Intel has developed a technology capable of distinguishing between real videos and wrong wrong in real time thanks to skin analysis.
Its new technology, FakeCatcher, can detect fake videos with a 96% accuracy rate and is the “world’s first real-time deepfake detector” to return results in milliseconds.
“Deepfake videos are everywhere now. You’ve probably seen them before; videos of celebrities doing or saying things they’ve never actually done,” said Intel Labs principal researcher Ilke Demir.
The FakeCatcher deepfake detector works by analyzing the “blood flow” in video pixels to determine the authenticity of a video within milliseconds.

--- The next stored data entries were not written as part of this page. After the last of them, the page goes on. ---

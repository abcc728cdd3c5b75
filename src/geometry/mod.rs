mod coordinate;
mod envelope;
mod line_string;
pub mod locate;
mod point;
mod polygon;
pub mod validate;

pub use coordinate::{CoordKey, Coordinate};
pub use envelope::Envelope;
pub use line_string::{LineString, LinearRing};
pub use locate::PointLocator;
pub use point::Point;
pub use polygon::Polygon;
pub use validate::IsValid;

use std::cmp::Ordering;

/// Topological dimension of a geometry.
#[derive(Debug, Clone, Copy, PartialEq, Eq, PartialOrd, Ord, Hash)]
pub enum Dimension {
    Point = 0,
    Line = 1,
    Area = 2,
}

/// Location of a point relative to a geometry.
#[derive(Debug, Clone, Copy, PartialEq, Eq, Hash)]
pub enum Location {
    Interior,
    Boundary,
    Exterior,
}

/// A planar geometry.
///
/// The set of kinds is closed; every algorithm in the crate matches on it
/// exhaustively.
#[derive(Debug, Clone, PartialEq)]
pub enum Geometry {
    Point(Point),
    LineString(LineString),
    Polygon(Polygon),
    MultiPoint(Vec<Point>),
    MultiLineString(Vec<LineString>),
    MultiPolygon(Vec<Polygon>),
    GeometryCollection(Vec<Geometry>),
}

impl Geometry {
    /// The empty geometry of the given dimension.
    #[must_use]
    pub fn empty(dimension: Dimension) -> Self {
        match dimension {
            Dimension::Point => Self::Point(Point::empty()),
            Dimension::Line => Self::LineString(LineString::empty()),
            Dimension::Area => Self::Polygon(Polygon::empty()),
        }
    }

    /// Builds the simplest geometry holding the given polygons.
    #[must_use]
    pub fn from_polygons(mut polygons: Vec<Polygon>) -> Self {
        match polygons.len() {
            0 => Self::empty(Dimension::Area),
            1 => Self::Polygon(polygons.remove(0)),
            _ => Self::MultiPolygon(polygons),
        }
    }

    /// Builds the simplest geometry holding the given lines.
    #[must_use]
    pub fn from_lines(mut lines: Vec<LineString>) -> Self {
        match lines.len() {
            0 => Self::empty(Dimension::Line),
            1 => Self::LineString(lines.remove(0)),
            _ => Self::MultiLineString(lines),
        }
    }

    /// Builds the simplest geometry holding the given points.
    #[must_use]
    pub fn from_points(mut points: Vec<Coordinate>) -> Self {
        match points.len() {
            0 => Self::empty(Dimension::Point),
            1 => Self::Point(Point::from_coord(points.remove(0))),
            _ => Self::MultiPoint(points.into_iter().map(Point::from_coord).collect()),
        }
    }

    #[must_use]
    pub fn dimension(&self) -> Dimension {
        match self {
            Self::Point(_) | Self::MultiPoint(_) => Dimension::Point,
            Self::LineString(_) | Self::MultiLineString(_) => Dimension::Line,
            Self::Polygon(_) | Self::MultiPolygon(_) => Dimension::Area,
            Self::GeometryCollection(children) => children
                .iter()
                .map(Self::dimension)
                .max()
                .unwrap_or(Dimension::Point),
        }
    }

    #[must_use]
    pub fn is_empty(&self) -> bool {
        match self {
            Self::Point(p) => p.is_empty(),
            Self::LineString(l) => l.is_empty(),
            Self::Polygon(p) => p.is_empty(),
            Self::MultiPoint(ps) => ps.iter().all(Point::is_empty),
            Self::MultiLineString(ls) => ls.iter().all(LineString::is_empty),
            Self::MultiPolygon(ps) => ps.iter().all(Polygon::is_empty),
            Self::GeometryCollection(gs) => gs.iter().all(Self::is_empty),
        }
    }

    /// Returns `false` for collections mixing dimensions among their
    /// non-empty members.
    #[must_use]
    pub fn is_homogeneous(&self) -> bool {
        match self {
            Self::GeometryCollection(children) => {
                let mut dims = children
                    .iter()
                    .filter(|g| !g.is_empty())
                    .map(|g| (g.is_homogeneous(), g.dimension()));
                match dims.next() {
                    None => true,
                    Some((ok, first)) => ok && dims.all(|(ok, d)| ok && d == first),
                }
            }
            _ => true,
        }
    }

    #[must_use]
    pub fn envelope(&self) -> Envelope {
        let mut env = Envelope::empty();
        self.for_each_coord(&mut |c| env.expand_to_include(c));
        env
    }

    /// Total area of the polygonal members.
    #[must_use]
    pub fn area(&self) -> f64 {
        self.polygons().iter().map(|p| p.area()).sum()
    }

    /// Total length of lines and polygon rings.
    #[must_use]
    pub fn length(&self) -> f64 {
        let lines: f64 = self.line_strings().iter().map(|l| l.length()).sum();
        let rings: f64 = self
            .polygons()
            .iter()
            .flat_map(|p| p.rings())
            .map(LinearRing::length)
            .sum();
        lines + rings
    }

    #[must_use]
    pub fn num_points(&self) -> usize {
        let mut n = 0;
        self.for_each_coord(&mut |_| n += 1);
        n
    }

    /// Number of non-empty atomic members.
    #[must_use]
    pub fn num_geometries(&self) -> usize {
        self.polygons().len() + self.line_strings().len() + self.points().len()
    }

    /// All non-empty polygons, in order.
    #[must_use]
    pub fn polygons(&self) -> Vec<&Polygon> {
        let mut out = Vec::new();
        self.collect_polygons(&mut out);
        out
    }

    fn collect_polygons<'a>(&'a self, out: &mut Vec<&'a Polygon>) {
        match self {
            Self::Polygon(p) if !p.is_empty() => out.push(p),
            Self::MultiPolygon(ps) => out.extend(ps.iter().filter(|p| !p.is_empty())),
            Self::GeometryCollection(gs) => gs.iter().for_each(|g| g.collect_polygons(out)),
            _ => {}
        }
    }

    /// All non-empty line strings, in order.
    #[must_use]
    pub fn line_strings(&self) -> Vec<&LineString> {
        let mut out = Vec::new();
        self.collect_lines(&mut out);
        out
    }

    fn collect_lines<'a>(&'a self, out: &mut Vec<&'a LineString>) {
        match self {
            Self::LineString(l) if !l.is_empty() => out.push(l),
            Self::MultiLineString(ls) => out.extend(ls.iter().filter(|l| !l.is_empty())),
            Self::GeometryCollection(gs) => gs.iter().for_each(|g| g.collect_lines(out)),
            _ => {}
        }
    }

    /// Coordinates of all non-empty points, in order.
    #[must_use]
    pub fn points(&self) -> Vec<&Coordinate> {
        let mut out = Vec::new();
        self.collect_points(&mut out);
        out
    }

    fn collect_points<'a>(&'a self, out: &mut Vec<&'a Coordinate>) {
        match self {
            Self::Point(p) => out.extend(p.coord()),
            Self::MultiPoint(ps) => out.extend(ps.iter().filter_map(Point::coord)),
            Self::GeometryCollection(gs) => gs.iter().for_each(|g| g.collect_points(out)),
            _ => {}
        }
    }

    /// Visits every vertex.
    pub fn for_each_coord(&self, f: &mut impl FnMut(&Coordinate)) {
        for c in self.points() {
            f(c);
        }
        for l in self.line_strings() {
            l.coords().iter().for_each(&mut *f);
        }
        for p in self.polygons() {
            for ring in p.rings() {
                ring.coords().iter().for_each(&mut *f);
            }
        }
    }

    /// Canonical form for order-insensitive comparison.
    ///
    /// Rings are oriented (shells counter-clockwise, holes clockwise) and
    /// start at their lowest vertex; lines start at their lower end;
    /// members of multi-geometries and collections are sorted.
    #[must_use]
    pub fn normalized(&self) -> Self {
        match self {
            Self::Point(p) => Self::Point(*p),
            Self::LineString(l) => Self::LineString(normalize_line(l)),
            Self::Polygon(p) => Self::Polygon(p.normalized()),
            Self::MultiPoint(ps) => {
                let mut ps = ps.clone();
                ps.sort_by(|a, b| compare_opt(a.coord(), b.coord()));
                Self::MultiPoint(ps)
            }
            Self::MultiLineString(ls) => {
                let mut ls: Vec<LineString> = ls.iter().map(normalize_line).collect();
                ls.sort_by(|a, b| compare_opt(a.coords().first(), b.coords().first()));
                Self::MultiLineString(ls)
            }
            Self::MultiPolygon(ps) => {
                let mut ps: Vec<Polygon> = ps.iter().map(Polygon::normalized).collect();
                ps.sort_by(|a, b| {
                    compare_opt(a.exterior().coords().first(), b.exterior().coords().first())
                });
                Self::MultiPolygon(ps)
            }
            Self::GeometryCollection(gs) => {
                let mut gs: Vec<Self> = gs.iter().map(Self::normalized).collect();
                gs.sort_by(|a, b| {
                    a.dimension()
                        .cmp(&b.dimension())
                        .then_with(|| compare_opt(a.first_coord().as_ref(), b.first_coord().as_ref()))
                });
                Self::GeometryCollection(gs)
            }
        }
    }

    fn first_coord(&self) -> Option<Coordinate> {
        let mut first = None;
        self.for_each_coord(&mut |c| {
            if first.is_none() {
                first = Some(*c);
            }
        });
        first
    }
}

fn normalize_line(line: &LineString) -> LineString {
    match (line.coords().first(), line.coords().last()) {
        (Some(first), Some(last)) if last.compare_2d(first) == Ordering::Less => line.reversed(),
        _ => line.clone(),
    }
}

fn compare_opt(a: Option<&Coordinate>, b: Option<&Coordinate>) -> Ordering {
    match (a, b) {
        (Some(a), Some(b)) => a.compare_2d(b),
        (None, Some(_)) => Ordering::Less,
        (Some(_), None) => Ordering::Greater,
        (None, None) => Ordering::Equal,
    }
}

#[cfg(test)]
mod tests {
    use super::*;
    use approx::assert_abs_diff_eq;

    #[test]
    fn builders_pick_simplest_kind() {
        assert!(matches!(Geometry::from_polygons(vec![]), Geometry::Polygon(p) if p.is_empty()));
        assert!(matches!(
            Geometry::from_polygons(vec![Polygon::rectangle(0.0, 0.0, 1.0, 1.0)]),
            Geometry::Polygon(_)
        ));
        assert!(matches!(
            Geometry::from_polygons(vec![
                Polygon::rectangle(0.0, 0.0, 1.0, 1.0),
                Polygon::rectangle(2.0, 0.0, 3.0, 1.0)
            ]),
            Geometry::MultiPolygon(ps) if ps.len() == 2
        ));
        assert!(matches!(Geometry::from_points(vec![]), Geometry::Point(p) if p.is_empty()));
    }

    #[test]
    fn collection_homogeneity() {
        let mixed = Geometry::GeometryCollection(vec![
            Geometry::Polygon(Polygon::rectangle(0.0, 0.0, 1.0, 1.0)),
            Geometry::Point(Point::new(5.0, 5.0)),
        ]);
        assert!(!mixed.is_homogeneous());
        assert_eq!(mixed.dimension(), Dimension::Area);

        let same = Geometry::GeometryCollection(vec![
            Geometry::Polygon(Polygon::rectangle(0.0, 0.0, 1.0, 1.0)),
            Geometry::Point(Point::empty()),
        ]);
        assert!(same.is_homogeneous());
    }

    #[test]
    fn measures() {
        let g = Geometry::MultiPolygon(vec![
            Polygon::rectangle(0.0, 0.0, 2.0, 2.0),
            Polygon::rectangle(5.0, 5.0, 6.0, 6.0),
        ]);
        assert_abs_diff_eq!(g.area(), 5.0);
        assert_abs_diff_eq!(g.length(), 12.0);
        assert_eq!(g.num_points(), 10);
        assert_eq!(g.num_geometries(), 2);
        assert_eq!(g.envelope(), Envelope::new(0.0, 0.0, 6.0, 6.0));
    }

    #[test]
    fn normalized_multipolygon_is_order_insensitive() {
        let a = Geometry::MultiPolygon(vec![
            Polygon::rectangle(5.0, 5.0, 6.0, 6.0),
            Polygon::rectangle(0.0, 0.0, 2.0, 2.0),
        ]);
        let b = Geometry::MultiPolygon(vec![
            Polygon::rectangle(0.0, 0.0, 2.0, 2.0),
            Polygon::new(Polygon::rectangle(5.0, 5.0, 6.0, 6.0).exterior().reversed(), vec![]),
        ]);
        assert_eq!(a.normalized(), b.normalized());
    }
}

Most deep learning-based detectors look at raw data to try to find signs of inauthenticity and identify what’s wrong with a video. In contrast, FakeCatcher looks for authentic clues in real videos, evaluating what makes us human, such as the “blood flow” in the pixels of a video.
When our heart pumps blood, our veins change color. These blood flow signals are collected from across the face and algorithms translate these signals into maps.
“Then, through deep learning, we can instantly detect whether a video is real or fake,” Intel said.
According to the company, up to 72 streams can be analyzed simultaneously using one of its 3rd generation Xeon processors. However, these processors are a little more robust than the processors in our laptops and desktops, and can cost up to around £4,000.
Deepfake videos are a growing threat, costing companies up to $188 billion in cybersecurity solutions, according to Gartner.
It is also difficult to detect these deepfake videos in real time because detection apps require uploading videos for analysis and then waiting hours for results.
What are deepfakes?
Deepfakes are videos and images that use deep learning AI to forge something that doesn’t actually exist. They are best known for being used in porn videos, fake news, and pranks.
Misinformation can be used to make events appear real that never happened, put people in certain situations they never found themselves in, or be used to depict people saying things they never said. .
Mainly, deepfakes can be responsible for the loss of trust in the media.
FakeCatcher can help restore trust by allowing users to distinguish between real and fake content.
Social media platforms could leverage the technology to prevent users from uploading harmful deepfake videos.